- [SOURCE INFORMATION]
+ + +
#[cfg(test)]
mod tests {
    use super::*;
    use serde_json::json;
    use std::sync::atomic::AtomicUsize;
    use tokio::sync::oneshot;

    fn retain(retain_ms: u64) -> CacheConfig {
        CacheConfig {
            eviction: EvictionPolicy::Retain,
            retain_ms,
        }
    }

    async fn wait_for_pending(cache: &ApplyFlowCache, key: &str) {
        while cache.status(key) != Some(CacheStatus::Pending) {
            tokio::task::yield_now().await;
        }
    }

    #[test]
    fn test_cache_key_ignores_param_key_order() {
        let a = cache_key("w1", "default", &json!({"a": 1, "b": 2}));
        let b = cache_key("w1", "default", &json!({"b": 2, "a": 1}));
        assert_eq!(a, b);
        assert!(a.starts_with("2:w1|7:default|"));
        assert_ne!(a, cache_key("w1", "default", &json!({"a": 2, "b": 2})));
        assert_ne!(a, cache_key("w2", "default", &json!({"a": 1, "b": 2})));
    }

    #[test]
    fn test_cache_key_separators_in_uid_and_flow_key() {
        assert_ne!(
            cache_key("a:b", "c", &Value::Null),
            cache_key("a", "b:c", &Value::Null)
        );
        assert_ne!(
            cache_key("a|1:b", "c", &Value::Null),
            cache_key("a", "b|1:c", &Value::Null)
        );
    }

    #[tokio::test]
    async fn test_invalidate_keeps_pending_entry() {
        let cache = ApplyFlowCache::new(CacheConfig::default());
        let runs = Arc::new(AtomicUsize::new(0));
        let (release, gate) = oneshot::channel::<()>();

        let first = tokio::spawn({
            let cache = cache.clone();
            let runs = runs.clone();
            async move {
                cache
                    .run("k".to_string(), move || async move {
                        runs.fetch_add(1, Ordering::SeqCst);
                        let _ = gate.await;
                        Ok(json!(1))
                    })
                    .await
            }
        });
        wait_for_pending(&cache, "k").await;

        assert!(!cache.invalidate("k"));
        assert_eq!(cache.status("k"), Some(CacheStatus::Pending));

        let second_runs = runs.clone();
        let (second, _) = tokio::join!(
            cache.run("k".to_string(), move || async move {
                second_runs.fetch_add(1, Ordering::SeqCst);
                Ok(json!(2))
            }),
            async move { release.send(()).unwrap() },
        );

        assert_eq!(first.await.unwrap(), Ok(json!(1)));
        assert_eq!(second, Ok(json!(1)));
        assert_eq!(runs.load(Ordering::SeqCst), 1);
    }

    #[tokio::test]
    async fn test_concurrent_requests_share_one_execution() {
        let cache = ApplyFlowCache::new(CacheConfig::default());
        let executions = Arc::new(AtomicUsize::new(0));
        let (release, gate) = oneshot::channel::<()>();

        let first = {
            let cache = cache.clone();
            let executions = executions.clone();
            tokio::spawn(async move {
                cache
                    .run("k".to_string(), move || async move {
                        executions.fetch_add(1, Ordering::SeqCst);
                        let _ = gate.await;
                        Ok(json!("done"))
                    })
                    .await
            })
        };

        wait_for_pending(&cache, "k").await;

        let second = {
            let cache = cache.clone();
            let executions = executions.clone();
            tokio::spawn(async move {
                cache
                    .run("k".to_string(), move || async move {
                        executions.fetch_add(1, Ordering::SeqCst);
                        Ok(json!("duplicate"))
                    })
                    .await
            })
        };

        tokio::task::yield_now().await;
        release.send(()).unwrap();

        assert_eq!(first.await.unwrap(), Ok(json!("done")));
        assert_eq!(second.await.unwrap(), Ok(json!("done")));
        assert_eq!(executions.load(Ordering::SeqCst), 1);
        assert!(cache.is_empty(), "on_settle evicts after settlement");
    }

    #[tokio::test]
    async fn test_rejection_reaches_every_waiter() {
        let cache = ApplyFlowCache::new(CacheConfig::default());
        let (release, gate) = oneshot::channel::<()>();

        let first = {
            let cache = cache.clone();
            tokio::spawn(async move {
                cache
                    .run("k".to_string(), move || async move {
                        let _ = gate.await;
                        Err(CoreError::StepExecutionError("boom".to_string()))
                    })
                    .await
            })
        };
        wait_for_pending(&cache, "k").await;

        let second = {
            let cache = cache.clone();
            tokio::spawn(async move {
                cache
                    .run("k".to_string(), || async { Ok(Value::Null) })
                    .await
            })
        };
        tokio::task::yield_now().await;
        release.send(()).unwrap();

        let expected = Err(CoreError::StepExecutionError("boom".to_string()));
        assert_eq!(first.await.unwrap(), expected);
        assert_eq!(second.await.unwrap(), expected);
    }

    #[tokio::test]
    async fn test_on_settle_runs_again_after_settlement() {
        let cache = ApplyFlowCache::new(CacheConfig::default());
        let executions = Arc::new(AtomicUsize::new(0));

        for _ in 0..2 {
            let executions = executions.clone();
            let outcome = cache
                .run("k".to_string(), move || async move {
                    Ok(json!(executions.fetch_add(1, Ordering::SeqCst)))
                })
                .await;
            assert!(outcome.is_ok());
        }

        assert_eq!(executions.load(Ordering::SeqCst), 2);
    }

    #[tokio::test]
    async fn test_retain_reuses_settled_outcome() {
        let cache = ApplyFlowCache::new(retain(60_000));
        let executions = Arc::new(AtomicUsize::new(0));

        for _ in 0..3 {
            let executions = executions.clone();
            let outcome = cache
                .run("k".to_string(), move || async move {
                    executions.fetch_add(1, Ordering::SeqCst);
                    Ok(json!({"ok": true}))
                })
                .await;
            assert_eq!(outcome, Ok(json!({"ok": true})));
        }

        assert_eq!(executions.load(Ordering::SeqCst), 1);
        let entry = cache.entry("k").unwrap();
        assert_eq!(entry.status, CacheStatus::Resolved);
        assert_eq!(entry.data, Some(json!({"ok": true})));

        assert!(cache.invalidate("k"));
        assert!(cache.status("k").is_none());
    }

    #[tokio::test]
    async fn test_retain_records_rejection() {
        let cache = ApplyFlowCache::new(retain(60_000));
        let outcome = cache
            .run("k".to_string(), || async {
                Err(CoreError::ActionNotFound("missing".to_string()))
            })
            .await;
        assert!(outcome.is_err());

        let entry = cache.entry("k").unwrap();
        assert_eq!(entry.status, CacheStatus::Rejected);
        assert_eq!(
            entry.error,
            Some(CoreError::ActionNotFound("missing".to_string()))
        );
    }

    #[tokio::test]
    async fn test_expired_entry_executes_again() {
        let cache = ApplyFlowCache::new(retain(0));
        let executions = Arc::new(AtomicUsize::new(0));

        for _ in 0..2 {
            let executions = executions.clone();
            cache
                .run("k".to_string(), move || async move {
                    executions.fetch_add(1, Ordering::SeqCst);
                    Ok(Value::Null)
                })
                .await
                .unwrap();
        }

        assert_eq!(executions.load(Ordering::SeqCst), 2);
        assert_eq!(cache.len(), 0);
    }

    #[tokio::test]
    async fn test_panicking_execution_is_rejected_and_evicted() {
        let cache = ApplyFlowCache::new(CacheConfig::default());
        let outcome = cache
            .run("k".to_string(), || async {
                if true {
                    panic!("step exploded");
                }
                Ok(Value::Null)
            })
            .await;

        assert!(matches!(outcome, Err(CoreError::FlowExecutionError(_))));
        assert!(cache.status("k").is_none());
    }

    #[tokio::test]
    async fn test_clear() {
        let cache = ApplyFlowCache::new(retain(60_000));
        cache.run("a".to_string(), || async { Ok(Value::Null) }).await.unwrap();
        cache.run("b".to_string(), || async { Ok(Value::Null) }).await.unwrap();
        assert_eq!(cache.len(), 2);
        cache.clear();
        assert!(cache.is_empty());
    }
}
+ + +
What lines in the listing contain "CoreError"? Copy them all.

- [ANSWER SECTION]
                        Err(CoreError::StepExecutionError("boom".to_string()))
        let expected = Err(CoreError::StepExecutionError("boom".to_string()));
                Err(CoreError::ActionNotFound("missing".to_string()))
            Some(CoreError::ActionNotFound("missing".to_string()))
        assert!(matches!(outcome, Err(CoreError::FlowExecutionError(_))));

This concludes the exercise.